One of the most-buzzed about announcements the week of the San Diego Comic-Con was Madefire’s partnerships with 3rd party publishers and bringing the Motion Book treatment to their top properties. That day has come for the award winning and top 4 comics publisher IDW as they bring a trio of their most-popular titles-My Little PonyStar Trek, and Transformers-to Madefire’s groundbreaking experience on August 28th.

“It has been fantastic to see our properties come to life as Motion Books – with just the right amount of animation and audio, it has truly created a new experience,” stated Jeff Webber, IDW’s VP of Digital Publishing. “Additionally, the partnership with deviantART exposes our comics to an incredibly broad network of illustration fans.”

Madefire spent the last year perfecting the Motion Book with their own acclaimed content on iOS mobile devices and the web. Their web-reading partner is social network and creative powerhouse deviantART.com, and the Madefire app has been 5-star rated since launch, even landing on the App Store’s “Best of 2012” list.

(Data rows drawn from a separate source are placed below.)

// src/edge_cases.rs
// Qualitative picks from the raw records: even splits that were rejected and
// skewed splits that were accepted. When no 7:3 offer was accepted, accepted
// 6:4 offers stand in for them.

use serde::{Deserialize, Serialize};

use crate::normalize::Evaluation;
use crate::simulation::RawRecord;

const EVEN_SPLIT: &str = "5:5";
const SKEWED_SPLIT: &str = "7:3";
const FALLBACK_SPLIT: &str = "6:4";

#[derive(Debug, Clone, PartialEq, Serialize, Deserialize)]
pub struct EdgeCase {
    #[serde(rename = "Context")]
    pub context: String,
    #[serde(rename = "Split")]
    pub split: String,
    #[serde(rename = "Accepted")]
    pub accepted: String,
    #[serde(rename = "Condition")]
    pub condition: String,
    #[serde(rename = "Proposal Message")]
    pub proposal_message: String,
    #[serde(rename = "Interpersonal Fairness Rank")]
    pub interpersonal_rank: Option<f64>,
    #[serde(rename = "Interpersonal Fairness Text")]
    pub interpersonal_text: Option<String>,
    #[serde(rename = "Informational Fairness Rank")]
    pub informational_rank: Option<f64>,
    #[serde(rename = "Informational Fairness Text")]
    pub informational_text: Option<String>,
    #[serde(rename = "Main Reason for Decision")]
    pub main_reason: Option<String>,
}

impl EdgeCase {
    fn new(record: &RawRecord, evaluation: Evaluation, accepted: bool) -> Self {
        Self {
            context: record.context_label().to_string(),
            split: record.split.label(),
            accepted: if accepted { "Accepted" } else { "Rejected" }.to_string(),
            condition: record.condition.clone(),
            proposal_message: record.proposal.trim().to_string(),
            interpersonal_rank: evaluation.respect_rating,
            interpersonal_text: evaluation.respect_comment,
            informational_rank: evaluation.explanation_rating,
            informational_text: evaluation.better_explanation,
            main_reason: evaluation.main_reason_for_decision,
        }
    }

    pub fn is_accepted(&self) -> bool {
        self.accepted == "Accepted"
    }
}

/// Records with a readable evaluation; a missing decision counts as a rejection.
fn decided(records: &[RawRecord]) -> impl Iterator<Item = (&RawRecord, Evaluation, bool)> {
    records.iter().enumerate().filter_map(|(idx, record)| {
        match Evaluation::from_value(&record.evaluation) {
            Ok(evaluation) => {
                let accepted = evaluation.accept.unwrap_or(false);
                Some((record, evaluation, accepted))
            }
            Err(e) => {
                tracing::warn!(record = idx, error = %e, "edge-case scan skipping unparseable evaluation");
                None
            }
        }
    })
}

pub fn select_edge_cases(records: &[RawRecord]) -> Vec<EdgeCase> {
    let mut cases: Vec<EdgeCase> = decided(records)
        .filter_map(|(record, evaluation, accepted)| {
            let split = record.split.label();
            let even_rejected = split == EVEN_SPLIT && !accepted;
            let skewed_accepted = split == SKEWED_SPLIT && accepted;
            (even_rejected || skewed_accepted).then(|| EdgeCase::new(record, evaluation, accepted))
        })
        .collect();

    let any_skewed_accepted = cases.iter().any(|c| c.split == SKEWED_SPLIT && c.is_accepted());
    if !any_skewed_accepted {
        let fallback: Vec<EdgeCase> = decided(records)
            .filter(|(record, _, accepted)| *accepted && record.split.label() == FALLBACK_SPLIT)
            .map(|(record, evaluation, accepted)| EdgeCase::new(record, evaluation, accepted))
            .collect();
        tracing::info!(count = fallback.len(), "no accepted 7:3 offers; adding accepted 6:4 offers");
        cases.extend(fallback);
    }

    tracing::info!(count = cases.len(), "edge cases selected");
    cases
}
// src/simulation.rs
// Negotiation driver: Agent A proposes once per (condition, split, iteration),
// Agent B evaluates that same proposal under every context.

use std::fs::File;
use std::io::{BufReader, BufWriter, Write};
use std::path::Path;

use chrono::{DateTime, Utc};
use serde::{Deserialize, Serialize};
use serde_json::Value;
use uuid::Uuid;

use crate::brain::{Brain, ChatRequest};
use crate::config::Settings;
use crate::error::{FairnessError, Result};
use crate::scenarios::{
    evaluation_user_prompt, proposal_system_prompt, Condition, Context, Split, PROPOSAL_USER_PROMPT,
};

/// One Agent B evaluation as written to the raw results file.
#[derive(Clone, Debug, Serialize, Deserialize, PartialEq)]
pub struct RawRecord {
    #[serde(default)]
    pub context: Option<String>,
    pub condition: String,
    pub iteration: u32,
    pub split: Split,
    #[serde(default)]
    pub proposal: String,
    // Either the model's reply text or an already-decoded object.
    pub evaluation: Value,
    #[serde(default, skip_serializing_if = "Option::is_none")]
    pub timestamp: Option<String>,
    #[serde(default, skip_serializing_if = "Option::is_none")]
    pub run_id: Option<Uuid>,
}

impl RawRecord {
    pub fn context_label(&self) -> &str {
        self.context.as_deref().unwrap_or("unknown")
    }
}

#[derive(Clone, Debug)]
pub struct Design {
    pub conditions: Vec<Condition>,
    pub contexts: Vec<Context>,
    pub splits: Vec<Split>,
    pub iterations: u32,
    pub base_seed: u64,
    pub proposal_temperature: f32,
    pub evaluation_temperature: f32,
    pub max_tokens: Option<u32>,
}

impl Design {
    pub fn from_settings(settings: &Settings) -> Result<Self> {
        Ok(Self {
            conditions: Condition::ALL.to_vec(),
            contexts: Context::ALL.to_vec(),
            splits: settings.simulation.parsed_splits()?,
            iterations: settings.simulation.iterations,
            base_seed: settings.simulation.base_seed,
            proposal_temperature: settings.llm.proposal_temperature,
            evaluation_temperature: settings.llm.evaluation_temperature,
            max_tokens: settings.llm.max_tokens,
        })
    }

    pub fn total_evaluations(&self) -> usize {
        self.conditions.len() * self.splits.len() * self.iterations as usize * self.contexts.len()
    }
}

pub fn timestamp() -> String {
    let now: DateTime<Utc> = Utc::now();
    now.format("%Y-%m-%dT%H:%M:%SZ").to_string()
}

pub async fn run_simulations(brain: &dyn Brain, design: &Design) -> Result<Vec<RawRecord>> {
    let last_offset = u64::from(design.iterations.saturating_sub(1));
    if design.base_seed.checked_add(last_offset).is_none() {
        return Err(FairnessError::Config(format!(
            "seed {} plus {} iterations overflows u64",
            design.base_seed, design.iterations
        )));
    }

    let run_id = Uuid::new_v4();
    let total = design.total_evaluations();
    let mut results = Vec::with_capacity(total);

    tracing::info!(%run_id, total, iterations = design.iterations, "starting negotiation runs");

    for &condition in &design.conditions {
        for &split in &design.splits {
            for i in 0..design.iterations {
                let seed = design.base_seed + u64::from(i);

                let proposal = brain
                    .generate(&ChatRequest {
                        system: proposal_system_prompt(condition, split),
                        user: PROPOSAL_USER_PROMPT.to_string(),
                        temperature: design.proposal_temperature,
                        seed: Some(seed),
                        max_tokens: design.max_tokens,
                    })
                    .await?;

                for &context in &design.contexts {
                    let evaluation = brain
                        .generate(&ChatRequest {
                            system: context.system_prompt(),
                            user: evaluation_user_prompt(&proposal, split),
                            temperature: design.evaluation_temperature,
                            seed: None,
                            max_tokens: design.max_tokens,
                        })
                        .await?;

                    tracing::info!(
                        "[{}/{}] [{}] {} | Split {} | Iteration {}",
                        results.len() + 1,
                        total,
                        context.label().to_uppercase(),
                        condition,
                        split,
                        i + 1
                    );
                    tracing::debug!(%proposal, %evaluation, "exchange");

                    results.push(RawRecord {
                        context: Some(context.label().to_string()),
                        condition: condition.label().to_string(),
                        iteration: i + 1,
                        split,
                        proposal: proposal.clone(),
                        evaluation: Value::String(evaluation),
                        timestamp: Some(timestamp()),
                        run_id: Some(run_id),
                    });
                }
            }
        }
    }

    Ok(results)
}

pub fn save_raw(path: &Path, records: &[RawRecord]) -> Result<()> {
    let mut writer = BufWriter::new(File::create(path)?);
    serde_json::to_writer_pretty(&mut writer, records)?;
    writer.flush()?;
    tracing::info!(path = %path.display(), records = records.len(), "raw results saved");
    Ok(())
}

pub fn load_raw(path: &Path) -> Result<Vec<RawRecord>> {
    let reader = BufReader::new(File::open(path)?);
    let records: Vec<RawRecord> = serde_json::from_reader(reader)?;
    tracing::info!(path = %path.display(), records = records.len(), "raw results loaded");
    Ok(records)
}

#[cfg(test)]
mod tests {
    use super::*;
    use crate::brain::DemoBrain;
    use async_trait::async_trait;
    use std::sync::Mutex;

    /// Records every request and answers with canned text.
    struct ScriptedBrain {
        requests: Mutex<Vec<ChatRequest>>,
        fail_after: Option<usize>,
    }

    impl ScriptedBrain {
        fn new(fail_after: Option<usize>) -> Self {
            Self {
                requests: Mutex::new(Vec::new()),
                fail_after,
            }
        }
    }

    #[async_trait]
    impl Brain for ScriptedBrain {
        async fn generate(&self, request: &ChatRequest) -> Result<String> {
            let mut requests = self.requests.lock().unwrap();
            if self.fail_after == Some(requests.len()) {
                return Err(FairnessError::Llm("API error (500): boom".into()));
            }
            requests.push(request.clone());
            if request.user == PROPOSAL_USER_PROMPT {
                Ok(format!("proposal #{}", requests.len()))
            } else {
                Ok(r#"{"respect_rating": 3, "explanaton_rating": 3, "accept": true}"#.to_string())
            }
        }
    }

    fn small_design() -> Design {
        Design {
            conditions: vec![Condition::HighHigh, Condition::LowLow],
            contexts: Context::ALL.to_vec(),
            splits: vec![Split::new(5, 5), Split::new(7, 3)],
            iterations: 2,
            base_seed: 40,
            proposal_temperature: 0.7,
            evaluation_temperature: 0.6,
            max_tokens: None,
        }
    }

    #[tokio::test]
    async fn one_proposal_is_shared_across_contexts() {
        let brain = ScriptedBrain::new(None);
        let design = small_design();
        let records = run_simulations(&brain, &design).await.unwrap();

        assert_eq!(records.len(), design.total_evaluations());
        assert_eq!(records.len(), 16);

        for pair in records.chunks(2) {
            assert_eq!(pair[0].proposal, pair[1].proposal);
            assert_eq!(pair[0].context.as_deref(), Some("collaborative"));
            assert_eq!(pair[1].context.as_deref(), Some("competitive"));
        }
        assert_eq!(records[0].condition, "High-High");
        assert_eq!(records[0].iteration, 1);
        assert_eq!(records[2].iteration, 2);
        assert_eq!(records[15].split, Split::new(7, 3));

        let requests = brain.requests.lock().unwrap();
        let seeds: Vec<_> = requests
            .iter()
            .filter(|r| r.user == PROPOSAL_USER_PROMPT)
            .map(|r| r.seed)
            .collect();
        assert_eq!(seeds[..2], [Some(40), Some(41)]);
        assert!(requests
            .iter()
            .filter(|r| r.user != PROPOSAL_USER_PROMPT)
            .all(|r| r.seed.is_none() && (r.temperature - 0.6).abs() < f32::EPSILON));
    }

    #[tokio::test]
    async fn generation_failure_aborts_the_run() {
        let brain = ScriptedBrain::new(Some(4));
        let err = run_simulations(&brain, &small_design()).await.unwrap_err();
        assert!(matches!(err, FairnessError::Llm(_)));
    }

    #[tokio::test]
    async fn seed_range_overflow_is_rejected_before_generating() {
        let brain = ScriptedBrain::new(None);
        let design = Design {
            base_seed: u64::MAX,
            ..small_design()
        };
        let err = run_simulations(&brain, &design).await.unwrap_err();
        assert!(matches!(err, FairnessError::Config(_)), "{}", err);
        assert!(brain.requests.lock().unwrap().is_empty());

        let brain = ScriptedBrain::new(None);
        let design = Design {
            base_seed: u64::MAX - 1,
            ..small_design()
        };
        run_simulations(&brain, &design).await.unwrap();
        let requests = brain.requests.lock().unwrap();
        assert_eq!(requests[0].seed, Some(u64::MAX - 1));
        assert!(requests.iter().any(|r| r.seed == Some(u64::MAX)));
    }

    #[tokio::test]
    async fn raw_file_round_trip() {
        let dir = tempfile::tempdir().unwrap();
        let path = dir.path().join("raw.json");
        let records = run_simulations(&DemoBrain::new(3), &small_design()).await.unwrap();

        save_raw(&path, &records).unwrap();
        let text = std::fs::read_to_string(&path).unwrap();
        assert!(text.contains("\"A\": 5"));
        assert_eq!(load_raw(&path).unwrap(), records);
    }

    #[test]
    fn loads_records_without_optional_fields() {
        let dir = tempfile::tempdir().unwrap();
        let path = dir.path().join("legacy.json");
        std::fs::write(
            &path,
            r#"[{"condition": "High-Low", "iteration": 1, "split": {"A": 6, "B": 4},
                 "proposal": "Hello", "evaluation": {"accept": false}}]"#,
        )
        .unwrap();
        let records = load_raw(&path).unwrap();
        assert_eq!(records[0].context_label(), "unknown");
        assert!(records[0].run_id.is_none());
        assert!(records[0].evaluation.is_object());
    }
}
// src/models/logistic.rs
// Regularized binary logistic regression. The intercept is an extra constant
// feature and is penalized together with the weights.
//
//   Ridge: 0.5 * |w|^2 + C * sum log(1 + exp(-y_i w.x_i))   (Newton)
//   Lasso: |w|_1       + C * sum log(1 + exp(-y_i w.x_i))   (proximal gradient)

use std::fmt;

use serde::Serialize;

use crate::error::{FairnessError, Result};

const NEWTON_MAX_ITER: usize = 100;
const PROX_MAX_ITER: usize = 50_000;
const TOL: f64 = 1e-10;

#[derive(Debug, Clone, Copy, PartialEq, Eq, Hash, Serialize)]
pub enum Penalty {
    #[serde(rename = "Ridge")]
    L2,
    #[serde(rename = "Lasso")]
    L1,
}

impl Penalty {
    pub fn label(&self) -> &'static str {
        match self {
            Penalty::L2 => "Ridge",
            Penalty::L1 => "Lasso",
        }
    }

    pub fn short(&self) -> &'static str {
        match self {
            Penalty::L2 => "l2",
            Penalty::L1 => "l1",
        }
    }
}

impl fmt::Display for Penalty {
    fn fmt(&self, f: &mut fmt::Formatter<'_>) -> fmt::Result {
        f.write_str(self.short())
    }
}

#[derive(Debug, Clone)]
pub struct LogisticRegression {
    pub penalty: Penalty,
    pub c: f64,
    weights: Vec<f64>,
}

fn sigmoid(z: f64) -> f64 {
    if z >= 0.0 {
        1.0 / (1.0 + (-z).exp())
    } else {
        let e = z.exp();
        e / (1.0 + e)
    }
}

/// log(1 + exp(-m)) without overflow.
fn log_loss(margin: f64) -> f64 {
    if margin > 0.0 {
        (-margin).exp().ln_1p()
    } else {
        -margin + margin.exp().ln_1p()
    }
}

fn dot(a: &[f64], b: &[f64]) -> f64 {
    a.iter().zip(b).map(|(x, y)| x * y).sum()
}

/// Rows with a trailing 1.0 for the intercept, and labels mapped to -1/+1.
fn augment(x: &[Vec<f64>], y: &[u8]) -> (Vec<Vec<f64>>, Vec<f64>) {
    let rows = x
        .iter()
        .map(|row| {
            let mut r = row.clone();
            r.push(1.0);
            r
        })
        .collect();
    let signs = y.iter().map(|&c| if c == 1 { 1.0 } else { -1.0 }).collect();
    (rows, signs)
}

/// Gaussian elimination with partial pivoting.
fn solve(mut a: Vec<Vec<f64>>, mut b: Vec<f64>) -> Option<Vec<f64>> {
    let n = b.len();
    for col in 0..n {
        let pivot = (col..n).max_by(|&i, &j| a[i][col].abs().total_cmp(&a[j][col].abs()))?;
        if a[pivot][col].abs() < 1e-300 {
            return None;
        }
        a.swap(col, pivot);
        b.swap(col, pivot);
        for row in col + 1..n {
            let factor = a[row][col] / a[col][col];
            for k in col..n {
                a[row][k] -= factor * a[col][k];
            }
            b[row] -= factor * b[col];
        }
    }
    let mut out = vec![0.0; n];
    for row in (0..n).rev() {
        let tail: f64 = (row + 1..n).map(|k| a[row][k] * out[k]).sum();
        out[row] = (b[row] - tail) / a[row][row];
    }
    Some(out)
}

impl LogisticRegression {
    pub fn fit(x: &[Vec<f64>], y: &[u8], penalty: Penalty, c: f64) -> Result<Self> {
        if x.is_empty() || x.len() != y.len() {
            return Err(FairnessError::Model(format!(
                "logistic regression needs matching, non-empty inputs ({} rows, {} labels)",
                x.len(),
                y.len()
            )));
        }
        if !(y.contains(&0) && y.contains(&1)) {
            return Err(FairnessError::Model(
                "target has a single class; logistic regression needs both".to_string(),
            ));
        }
        if c <= 0.0 {
            return Err(FairnessError::Model(format!("C must be positive, got {}", c)));
        }

        let (rows, signs) = augment(x, y);
        let weights = match penalty {
            Penalty::L2 => Self::newton_l2(&rows, &signs, c),
            Penalty::L1 => Self::proximal_l1(&rows, &signs, c),
        };
        Ok(Self { penalty, c, weights })
    }

    fn objective_l2(w: &[f64], rows: &[Vec<f64>], signs: &[f64], c: f64) -> f64 {
        let reg = 0.5 * dot(w, w);
        let loss: f64 = rows.iter().zip(signs).map(|(r, s)| log_loss(s * dot(w, r))).sum();
        reg + c * loss
    }

    fn newton_l2(rows: &[Vec<f64>], signs: &[f64], c: f64) -> Vec<f64> {
        let d = rows[0].len();
        let mut w = vec![0.0; d];

        for _ in 0..NEWTON_MAX_ITER {
            let mut grad = w.clone();
            let mut hess: Vec<Vec<f64>> = (0..d)
                .map(|i| (0..d).map(|j| if i == j { 1.0 } else { 0.0 }).collect())
                .collect();

            for (r, &s) in rows.iter().zip(signs) {
                let p = sigmoid(s * dot(&w, r));
                let g = c * (p - 1.0) * s;
                let h = c * p * (1.0 - p);
                for i in 0..d {
                    grad[i] += g * r[i];
                    for j in 0..d {
                        hess[i][j] += h * r[i] * r[j];
                    }
                }
            }

            if dot(&grad, &grad).sqrt() < TOL {
                break;
            }
            // Singular Hessian: fall back to a plain gradient step.
            let step = solve(hess, grad.clone()).unwrap_or_else(|| grad.clone());

            // Backtracking keeps each step a descent step.
            let current = Self::objective_l2(&w, rows, signs, c);
            let slope = dot(&grad, &step);
            let mut t = 1.0;
            loop {
                let candidate: Vec<f64> = w.iter().zip(&step).map(|(wi, si)| wi - t * si).collect();
                if Self::objective_l2(&candidate, rows, signs, c) <= current - 1e-4 * t * slope
                    || t < 1e-10
                {
                    w = candidate;
                    break;
                }
                t *= 0.5;
            }
        }
        w
    }

    fn proximal_l1(rows: &[Vec<f64>], signs: &[f64], c: f64) -> Vec<f64> {
        let d = rows[0].len();
        // Lipschitz bound of the smooth part's gradient.
        let lipschitz = 0.25 * c * rows.iter().map(|r| dot(r, r)).sum::<f64>();
        let step = 1.0 / lipschitz.max(1e-12);
        let mut w = vec![0.0; d];

        for _ in 0..PROX_MAX_ITER {
            let mut grad = vec![0.0; d];
            for (r, &s) in rows.iter().zip(signs) {
                let g = c * (sigmoid(s * dot(&w, r)) - 1.0) * s;
                for i in 0..d {
                    grad[i] += g * r[i];
                }
            }

            let next: Vec<f64> = w
                .iter()
                .zip(&grad)
                .map(|(wi, gi)| {
                    let z = wi - step * gi;
                    z.signum() * (z.abs() - step).max(0.0)
                })
                .collect();

            let change: f64 = next.iter().zip(&w).map(|(a, b)| (a - b).abs()).fold(0.0, f64::max);
            w = next;
            if change < TOL {
                break;
            }
        }
        w
    }

    /// Feature weights, intercept excluded.
    pub fn coefficients(&self) -> &[f64] {
        &self.weights[..self.weights.len() - 1]
    }

    pub fn intercept(&self) -> f64 {
        self.weights[self.weights.len() - 1]
    }

    pub fn decision(&self, row: &[f64]) -> f64 {
        dot(self.coefficients(), row) + self.intercept()
    }

    pub fn predict(&self, x: &[Vec<f64>]) -> Vec<u8> {
        x.iter().map(|row| u8::from(self.decision(row) > 0.0)).collect()
    }
}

“The move to digital reading is about more than just scanning in print – we are at the start of a new grammar for books,” said Ben Wolstenholme, CEO of Madefire. “We are pleased to welcome IDW’s comic book properties to help continue to evolve the medium of Motion Books.”

With more content debuting as Motion Books in the coming months there’s no better time to familiarize yourself with the new grammar of the future of storytelling!

The Berkeley-based company announced the app in June of 2012 with a new comic created by Dave Gibbons. The new title, Treatment, is written specifically to take advantage of the unique style of sequential storytelling made possible by Madefire.

The motion comics are also available through a partnership between Madefire and deviantART. By partnering with deviantART the company gains access to a large community of illustrators who may be interested in applying the motion comics publishing platform to their own work.

IDW will soon be joined on Madefire by BOOM! and Top Cow.